▶ Your task:
Please copy out each line of the entries in which "crates" appears.
-*-*-
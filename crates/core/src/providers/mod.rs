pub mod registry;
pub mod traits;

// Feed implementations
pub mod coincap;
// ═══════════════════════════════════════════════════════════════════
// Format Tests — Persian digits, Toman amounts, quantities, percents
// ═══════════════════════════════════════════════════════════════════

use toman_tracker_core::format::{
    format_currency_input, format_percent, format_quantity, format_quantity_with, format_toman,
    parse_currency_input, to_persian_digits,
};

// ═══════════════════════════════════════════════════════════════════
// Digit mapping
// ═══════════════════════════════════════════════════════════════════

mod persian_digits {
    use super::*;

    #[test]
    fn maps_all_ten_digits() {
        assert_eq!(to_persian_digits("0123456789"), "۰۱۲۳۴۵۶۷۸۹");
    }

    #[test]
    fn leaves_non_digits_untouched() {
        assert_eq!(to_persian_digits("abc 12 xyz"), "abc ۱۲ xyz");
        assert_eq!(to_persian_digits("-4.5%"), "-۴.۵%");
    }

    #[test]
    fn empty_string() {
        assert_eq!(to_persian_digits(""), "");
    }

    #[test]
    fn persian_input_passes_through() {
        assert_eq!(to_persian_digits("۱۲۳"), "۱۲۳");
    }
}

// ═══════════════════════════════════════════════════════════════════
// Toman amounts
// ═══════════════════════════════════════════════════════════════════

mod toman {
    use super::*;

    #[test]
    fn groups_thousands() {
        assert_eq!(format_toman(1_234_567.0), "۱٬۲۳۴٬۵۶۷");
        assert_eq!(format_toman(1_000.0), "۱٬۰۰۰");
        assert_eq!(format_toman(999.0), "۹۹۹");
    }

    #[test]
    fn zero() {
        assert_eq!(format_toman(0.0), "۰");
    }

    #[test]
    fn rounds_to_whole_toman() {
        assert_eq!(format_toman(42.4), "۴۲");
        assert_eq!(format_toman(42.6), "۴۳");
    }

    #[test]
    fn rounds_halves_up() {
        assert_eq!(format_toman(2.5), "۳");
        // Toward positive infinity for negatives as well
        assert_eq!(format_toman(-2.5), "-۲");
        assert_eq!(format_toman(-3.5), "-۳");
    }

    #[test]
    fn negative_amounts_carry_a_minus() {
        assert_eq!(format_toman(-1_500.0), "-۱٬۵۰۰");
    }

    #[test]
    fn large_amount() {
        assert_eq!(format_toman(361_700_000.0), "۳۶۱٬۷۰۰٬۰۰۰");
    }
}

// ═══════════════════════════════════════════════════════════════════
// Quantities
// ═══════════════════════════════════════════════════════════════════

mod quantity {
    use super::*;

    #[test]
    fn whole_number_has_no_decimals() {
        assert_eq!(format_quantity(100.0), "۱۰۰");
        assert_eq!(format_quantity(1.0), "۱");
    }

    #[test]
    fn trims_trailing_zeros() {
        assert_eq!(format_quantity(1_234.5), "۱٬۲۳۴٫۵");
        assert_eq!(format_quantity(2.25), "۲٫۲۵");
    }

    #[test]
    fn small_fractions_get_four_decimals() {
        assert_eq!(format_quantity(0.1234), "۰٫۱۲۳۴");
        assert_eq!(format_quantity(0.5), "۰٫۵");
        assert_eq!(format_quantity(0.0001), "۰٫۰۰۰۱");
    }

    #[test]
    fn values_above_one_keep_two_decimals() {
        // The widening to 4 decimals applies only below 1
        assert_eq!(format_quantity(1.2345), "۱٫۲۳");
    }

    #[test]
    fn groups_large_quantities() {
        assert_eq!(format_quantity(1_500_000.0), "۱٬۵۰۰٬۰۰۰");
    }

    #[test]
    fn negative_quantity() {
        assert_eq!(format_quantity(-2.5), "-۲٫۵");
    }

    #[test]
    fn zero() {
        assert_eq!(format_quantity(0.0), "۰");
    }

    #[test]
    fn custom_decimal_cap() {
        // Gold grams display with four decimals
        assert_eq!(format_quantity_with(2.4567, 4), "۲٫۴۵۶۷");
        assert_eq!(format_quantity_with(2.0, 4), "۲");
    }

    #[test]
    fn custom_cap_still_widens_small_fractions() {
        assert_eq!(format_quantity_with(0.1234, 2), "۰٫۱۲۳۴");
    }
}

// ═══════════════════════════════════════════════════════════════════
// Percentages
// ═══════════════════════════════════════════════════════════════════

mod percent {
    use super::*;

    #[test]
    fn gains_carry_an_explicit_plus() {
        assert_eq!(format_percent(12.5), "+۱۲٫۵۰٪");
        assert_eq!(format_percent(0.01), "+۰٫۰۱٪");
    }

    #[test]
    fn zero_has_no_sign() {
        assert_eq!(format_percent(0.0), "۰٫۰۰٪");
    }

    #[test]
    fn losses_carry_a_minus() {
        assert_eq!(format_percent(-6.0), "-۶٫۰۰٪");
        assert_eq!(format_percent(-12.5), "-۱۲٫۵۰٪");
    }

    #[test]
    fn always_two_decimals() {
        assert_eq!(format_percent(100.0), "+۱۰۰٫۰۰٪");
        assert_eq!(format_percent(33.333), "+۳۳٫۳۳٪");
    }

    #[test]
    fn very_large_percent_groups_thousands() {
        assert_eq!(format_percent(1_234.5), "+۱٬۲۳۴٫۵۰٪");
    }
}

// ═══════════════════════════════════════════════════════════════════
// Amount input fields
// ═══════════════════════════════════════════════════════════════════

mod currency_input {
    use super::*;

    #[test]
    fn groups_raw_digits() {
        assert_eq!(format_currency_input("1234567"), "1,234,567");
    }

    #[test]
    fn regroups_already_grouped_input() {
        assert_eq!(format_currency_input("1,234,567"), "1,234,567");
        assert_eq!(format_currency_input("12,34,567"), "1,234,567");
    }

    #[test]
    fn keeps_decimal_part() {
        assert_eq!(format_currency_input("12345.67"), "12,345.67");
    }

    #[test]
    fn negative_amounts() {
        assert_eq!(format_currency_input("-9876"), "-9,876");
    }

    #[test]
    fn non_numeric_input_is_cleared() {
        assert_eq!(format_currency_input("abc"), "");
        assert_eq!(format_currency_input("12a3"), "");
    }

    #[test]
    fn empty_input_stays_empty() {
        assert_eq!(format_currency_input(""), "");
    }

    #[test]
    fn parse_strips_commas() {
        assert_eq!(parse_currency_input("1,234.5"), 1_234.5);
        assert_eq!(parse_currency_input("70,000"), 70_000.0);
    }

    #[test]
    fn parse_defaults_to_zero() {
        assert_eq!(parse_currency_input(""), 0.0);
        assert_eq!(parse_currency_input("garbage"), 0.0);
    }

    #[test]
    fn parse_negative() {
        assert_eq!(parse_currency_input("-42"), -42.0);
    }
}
-*-*-
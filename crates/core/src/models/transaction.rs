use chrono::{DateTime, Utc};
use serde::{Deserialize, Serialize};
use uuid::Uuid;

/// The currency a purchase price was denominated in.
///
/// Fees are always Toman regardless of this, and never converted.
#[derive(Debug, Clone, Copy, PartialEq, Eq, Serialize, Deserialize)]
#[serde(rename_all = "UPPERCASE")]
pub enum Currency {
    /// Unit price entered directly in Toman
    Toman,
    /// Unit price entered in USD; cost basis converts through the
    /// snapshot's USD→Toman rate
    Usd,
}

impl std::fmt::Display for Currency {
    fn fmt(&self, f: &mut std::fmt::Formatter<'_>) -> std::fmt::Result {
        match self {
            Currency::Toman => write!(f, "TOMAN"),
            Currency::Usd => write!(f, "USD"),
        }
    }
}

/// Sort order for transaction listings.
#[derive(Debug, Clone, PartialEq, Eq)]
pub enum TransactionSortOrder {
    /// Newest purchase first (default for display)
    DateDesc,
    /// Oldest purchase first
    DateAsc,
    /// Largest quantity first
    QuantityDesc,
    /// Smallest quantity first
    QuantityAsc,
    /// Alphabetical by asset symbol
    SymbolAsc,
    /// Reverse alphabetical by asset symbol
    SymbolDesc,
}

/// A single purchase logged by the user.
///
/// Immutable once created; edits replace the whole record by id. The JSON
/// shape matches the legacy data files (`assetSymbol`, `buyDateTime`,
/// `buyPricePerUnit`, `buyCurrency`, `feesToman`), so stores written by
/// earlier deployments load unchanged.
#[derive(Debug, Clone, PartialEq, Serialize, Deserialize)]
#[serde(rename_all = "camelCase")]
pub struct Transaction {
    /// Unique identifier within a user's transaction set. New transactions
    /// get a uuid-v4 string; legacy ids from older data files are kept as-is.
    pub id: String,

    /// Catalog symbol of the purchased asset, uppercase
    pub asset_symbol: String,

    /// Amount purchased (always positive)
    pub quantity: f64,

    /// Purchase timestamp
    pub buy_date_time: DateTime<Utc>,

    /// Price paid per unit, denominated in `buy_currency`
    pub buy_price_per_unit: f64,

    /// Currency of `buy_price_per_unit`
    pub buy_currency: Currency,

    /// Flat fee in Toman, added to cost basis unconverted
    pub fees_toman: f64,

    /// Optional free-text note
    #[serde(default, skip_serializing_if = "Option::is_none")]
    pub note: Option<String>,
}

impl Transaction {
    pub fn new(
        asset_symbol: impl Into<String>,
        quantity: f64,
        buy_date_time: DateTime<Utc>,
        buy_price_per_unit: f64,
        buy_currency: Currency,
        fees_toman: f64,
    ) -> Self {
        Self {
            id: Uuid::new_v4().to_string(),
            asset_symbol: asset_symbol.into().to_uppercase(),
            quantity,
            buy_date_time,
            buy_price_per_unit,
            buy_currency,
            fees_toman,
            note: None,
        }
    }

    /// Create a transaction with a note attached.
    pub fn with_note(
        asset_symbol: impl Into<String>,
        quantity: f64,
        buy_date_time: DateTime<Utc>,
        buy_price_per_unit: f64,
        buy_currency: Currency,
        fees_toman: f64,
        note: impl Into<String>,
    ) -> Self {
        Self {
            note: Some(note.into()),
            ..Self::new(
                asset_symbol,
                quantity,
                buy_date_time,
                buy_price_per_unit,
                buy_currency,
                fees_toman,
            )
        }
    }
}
-*-*-
▶ Written response:
filename crates/core/src/providers/mod.rs
filename crates/core/src/models/transaction.rs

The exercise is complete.